┏━━

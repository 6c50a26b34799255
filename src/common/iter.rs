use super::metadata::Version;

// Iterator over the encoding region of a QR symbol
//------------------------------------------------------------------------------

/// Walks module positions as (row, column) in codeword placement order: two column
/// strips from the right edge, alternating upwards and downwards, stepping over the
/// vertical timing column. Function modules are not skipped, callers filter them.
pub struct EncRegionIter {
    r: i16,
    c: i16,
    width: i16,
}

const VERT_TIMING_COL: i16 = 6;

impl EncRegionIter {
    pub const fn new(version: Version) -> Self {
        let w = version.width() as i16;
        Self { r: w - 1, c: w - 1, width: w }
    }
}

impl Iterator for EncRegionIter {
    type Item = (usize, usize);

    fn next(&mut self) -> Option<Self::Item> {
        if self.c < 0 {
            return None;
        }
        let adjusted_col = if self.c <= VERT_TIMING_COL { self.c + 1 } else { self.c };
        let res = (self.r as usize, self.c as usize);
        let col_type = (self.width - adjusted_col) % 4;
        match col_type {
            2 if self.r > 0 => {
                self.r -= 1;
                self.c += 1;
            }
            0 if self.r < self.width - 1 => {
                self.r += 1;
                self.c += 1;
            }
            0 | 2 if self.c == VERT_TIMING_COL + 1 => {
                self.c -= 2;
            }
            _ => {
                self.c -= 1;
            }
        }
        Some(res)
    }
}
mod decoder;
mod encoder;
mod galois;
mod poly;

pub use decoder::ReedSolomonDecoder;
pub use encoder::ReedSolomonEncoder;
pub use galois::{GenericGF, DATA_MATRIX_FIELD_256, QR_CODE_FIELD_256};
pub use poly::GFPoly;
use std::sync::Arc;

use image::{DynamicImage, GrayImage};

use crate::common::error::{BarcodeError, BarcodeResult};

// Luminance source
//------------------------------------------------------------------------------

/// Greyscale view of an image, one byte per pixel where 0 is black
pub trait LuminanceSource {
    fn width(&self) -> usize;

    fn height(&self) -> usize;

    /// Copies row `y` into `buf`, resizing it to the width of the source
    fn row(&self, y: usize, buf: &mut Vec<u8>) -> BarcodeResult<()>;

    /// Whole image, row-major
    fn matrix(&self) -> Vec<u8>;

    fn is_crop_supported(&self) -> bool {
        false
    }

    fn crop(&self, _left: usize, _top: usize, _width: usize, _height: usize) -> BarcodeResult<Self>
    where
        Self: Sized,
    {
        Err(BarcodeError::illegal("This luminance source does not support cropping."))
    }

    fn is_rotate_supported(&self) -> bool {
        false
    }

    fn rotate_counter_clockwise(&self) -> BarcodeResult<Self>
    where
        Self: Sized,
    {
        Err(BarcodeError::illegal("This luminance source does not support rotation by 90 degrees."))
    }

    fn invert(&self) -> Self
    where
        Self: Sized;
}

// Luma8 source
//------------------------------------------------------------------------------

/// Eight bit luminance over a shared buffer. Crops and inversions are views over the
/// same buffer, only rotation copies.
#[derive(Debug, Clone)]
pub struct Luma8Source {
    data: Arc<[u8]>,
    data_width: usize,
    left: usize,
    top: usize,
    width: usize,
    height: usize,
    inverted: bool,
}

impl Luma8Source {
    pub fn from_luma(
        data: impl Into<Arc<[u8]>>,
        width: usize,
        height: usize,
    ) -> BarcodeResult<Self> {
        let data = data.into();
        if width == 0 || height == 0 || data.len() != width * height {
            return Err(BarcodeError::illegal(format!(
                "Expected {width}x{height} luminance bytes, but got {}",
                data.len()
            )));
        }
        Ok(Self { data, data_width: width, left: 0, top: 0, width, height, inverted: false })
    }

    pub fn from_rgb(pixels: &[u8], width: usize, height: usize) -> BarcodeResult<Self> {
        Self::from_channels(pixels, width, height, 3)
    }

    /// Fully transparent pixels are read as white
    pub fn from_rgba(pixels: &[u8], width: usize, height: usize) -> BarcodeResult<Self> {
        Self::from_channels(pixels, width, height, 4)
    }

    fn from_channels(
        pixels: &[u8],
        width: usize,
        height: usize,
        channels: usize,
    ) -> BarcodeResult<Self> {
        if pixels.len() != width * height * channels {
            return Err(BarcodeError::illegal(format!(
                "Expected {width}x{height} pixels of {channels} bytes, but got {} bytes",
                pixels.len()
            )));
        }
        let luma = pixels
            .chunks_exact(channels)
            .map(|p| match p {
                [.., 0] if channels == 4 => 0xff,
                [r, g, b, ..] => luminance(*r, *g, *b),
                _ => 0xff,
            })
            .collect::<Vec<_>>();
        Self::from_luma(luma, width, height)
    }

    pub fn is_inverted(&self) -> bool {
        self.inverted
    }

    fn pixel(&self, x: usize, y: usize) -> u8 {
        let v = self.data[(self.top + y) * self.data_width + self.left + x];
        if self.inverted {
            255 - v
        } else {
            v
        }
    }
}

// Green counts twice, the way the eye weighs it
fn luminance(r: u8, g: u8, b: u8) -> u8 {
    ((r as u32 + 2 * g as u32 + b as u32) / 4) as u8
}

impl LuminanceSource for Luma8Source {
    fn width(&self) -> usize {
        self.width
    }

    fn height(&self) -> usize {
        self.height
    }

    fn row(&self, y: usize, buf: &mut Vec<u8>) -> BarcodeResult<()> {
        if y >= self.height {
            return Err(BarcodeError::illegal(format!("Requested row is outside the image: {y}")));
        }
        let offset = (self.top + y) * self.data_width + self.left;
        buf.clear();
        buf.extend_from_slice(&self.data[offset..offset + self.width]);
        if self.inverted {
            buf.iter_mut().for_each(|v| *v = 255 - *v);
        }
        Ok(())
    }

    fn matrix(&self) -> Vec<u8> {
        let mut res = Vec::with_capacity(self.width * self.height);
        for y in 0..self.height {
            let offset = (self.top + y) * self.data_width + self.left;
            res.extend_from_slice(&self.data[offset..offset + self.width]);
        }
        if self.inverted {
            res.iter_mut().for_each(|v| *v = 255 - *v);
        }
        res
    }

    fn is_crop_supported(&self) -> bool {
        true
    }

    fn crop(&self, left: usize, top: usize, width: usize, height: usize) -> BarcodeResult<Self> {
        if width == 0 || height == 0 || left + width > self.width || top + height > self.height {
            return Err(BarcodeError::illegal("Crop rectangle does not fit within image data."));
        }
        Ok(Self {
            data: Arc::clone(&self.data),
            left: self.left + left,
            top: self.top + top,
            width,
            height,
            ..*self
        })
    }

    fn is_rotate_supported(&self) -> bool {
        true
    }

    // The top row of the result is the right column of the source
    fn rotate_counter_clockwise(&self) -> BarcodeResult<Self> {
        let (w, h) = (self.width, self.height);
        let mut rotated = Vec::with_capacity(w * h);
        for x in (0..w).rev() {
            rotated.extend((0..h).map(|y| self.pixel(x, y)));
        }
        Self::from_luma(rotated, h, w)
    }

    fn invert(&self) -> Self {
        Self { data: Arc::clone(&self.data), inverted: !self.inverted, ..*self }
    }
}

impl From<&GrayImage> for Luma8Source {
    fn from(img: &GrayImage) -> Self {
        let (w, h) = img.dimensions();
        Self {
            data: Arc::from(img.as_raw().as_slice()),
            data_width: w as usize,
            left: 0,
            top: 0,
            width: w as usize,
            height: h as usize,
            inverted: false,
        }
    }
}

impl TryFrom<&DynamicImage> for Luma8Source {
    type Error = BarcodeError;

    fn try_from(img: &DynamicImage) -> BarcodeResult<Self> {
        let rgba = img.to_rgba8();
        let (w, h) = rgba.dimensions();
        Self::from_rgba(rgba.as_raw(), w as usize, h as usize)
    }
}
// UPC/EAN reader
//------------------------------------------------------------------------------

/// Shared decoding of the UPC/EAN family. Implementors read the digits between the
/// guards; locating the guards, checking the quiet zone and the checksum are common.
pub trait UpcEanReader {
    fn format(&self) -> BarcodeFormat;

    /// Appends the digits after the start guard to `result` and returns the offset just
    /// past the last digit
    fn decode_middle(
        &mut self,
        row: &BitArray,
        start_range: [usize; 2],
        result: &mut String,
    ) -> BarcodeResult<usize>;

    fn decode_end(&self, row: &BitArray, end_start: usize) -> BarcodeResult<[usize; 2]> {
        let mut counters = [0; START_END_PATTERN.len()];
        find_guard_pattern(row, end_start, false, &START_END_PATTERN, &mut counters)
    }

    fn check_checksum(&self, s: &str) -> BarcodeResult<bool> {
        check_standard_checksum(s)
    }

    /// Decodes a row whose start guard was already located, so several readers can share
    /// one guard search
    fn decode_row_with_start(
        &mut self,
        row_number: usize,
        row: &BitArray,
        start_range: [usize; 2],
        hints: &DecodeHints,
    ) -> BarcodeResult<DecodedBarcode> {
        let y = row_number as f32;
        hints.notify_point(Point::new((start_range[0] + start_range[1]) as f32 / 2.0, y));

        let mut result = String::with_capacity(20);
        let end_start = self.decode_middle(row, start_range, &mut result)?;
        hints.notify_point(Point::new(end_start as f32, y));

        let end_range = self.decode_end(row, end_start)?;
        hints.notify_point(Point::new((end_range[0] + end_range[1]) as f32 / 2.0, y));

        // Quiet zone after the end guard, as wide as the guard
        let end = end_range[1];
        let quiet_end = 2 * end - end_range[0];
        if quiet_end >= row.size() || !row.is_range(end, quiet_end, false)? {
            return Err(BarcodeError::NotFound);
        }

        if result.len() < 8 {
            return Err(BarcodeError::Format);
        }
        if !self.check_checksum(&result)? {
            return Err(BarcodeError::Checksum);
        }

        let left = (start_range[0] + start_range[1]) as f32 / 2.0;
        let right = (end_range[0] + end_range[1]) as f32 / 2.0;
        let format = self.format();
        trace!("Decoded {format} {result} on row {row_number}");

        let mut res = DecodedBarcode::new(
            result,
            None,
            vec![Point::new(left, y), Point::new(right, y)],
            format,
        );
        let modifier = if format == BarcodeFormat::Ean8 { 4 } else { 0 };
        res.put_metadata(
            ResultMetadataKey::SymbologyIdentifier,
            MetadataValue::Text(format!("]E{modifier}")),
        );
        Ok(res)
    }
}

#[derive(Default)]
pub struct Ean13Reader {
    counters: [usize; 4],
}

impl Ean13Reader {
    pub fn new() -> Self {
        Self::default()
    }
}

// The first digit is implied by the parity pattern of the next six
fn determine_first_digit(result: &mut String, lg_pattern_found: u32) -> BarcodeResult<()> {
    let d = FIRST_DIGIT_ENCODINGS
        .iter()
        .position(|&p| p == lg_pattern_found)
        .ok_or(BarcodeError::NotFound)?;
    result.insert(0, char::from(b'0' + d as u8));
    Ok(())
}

┗━━

**What the task requires:**
Please copy, exactly as written, every line in the listing above from the line with "the offset just" up to and including the line with "hints.notify_point(Point::new(end_start as f32, y));".

**Answer to this problem:**
    /// Appends the digits after the start guard to `result` and returns the offset just
    /// past the last digit
    fn decode_middle(
        &mut self,
        row: &BitArray,
        start_range: [usize; 2],
        result: &mut String,
    ) -> BarcodeResult<usize>;

    fn decode_end(&self, row: &BitArray, end_start: usize) -> BarcodeResult<[usize; 2]> {
        let mut counters = [0; START_END_PATTERN.len()];
        find_guard_pattern(row, end_start, false, &START_END_PATTERN, &mut counters)
    }

    fn check_checksum(&self, s: &str) -> BarcodeResult<bool> {
        check_standard_checksum(s)
    }

    /// Decodes a row whose start guard was already located, so several readers can share
    /// one guard search
    fn decode_row_with_start(
        &mut self,
        row_number: usize,
        row: &BitArray,
        start_range: [usize; 2],
        hints: &DecodeHints,
    ) -> BarcodeResult<DecodedBarcode> {
        let y = row_number as f32;
        hints.notify_point(Point::new((start_range[0] + start_range[1]) as f32 / 2.0, y));

        let mut result = String::with_capacity(20);
        let end_start = self.decode_middle(row, start_range, &mut result)?;
        hints.notify_point(Point::new(end_start as f32, y));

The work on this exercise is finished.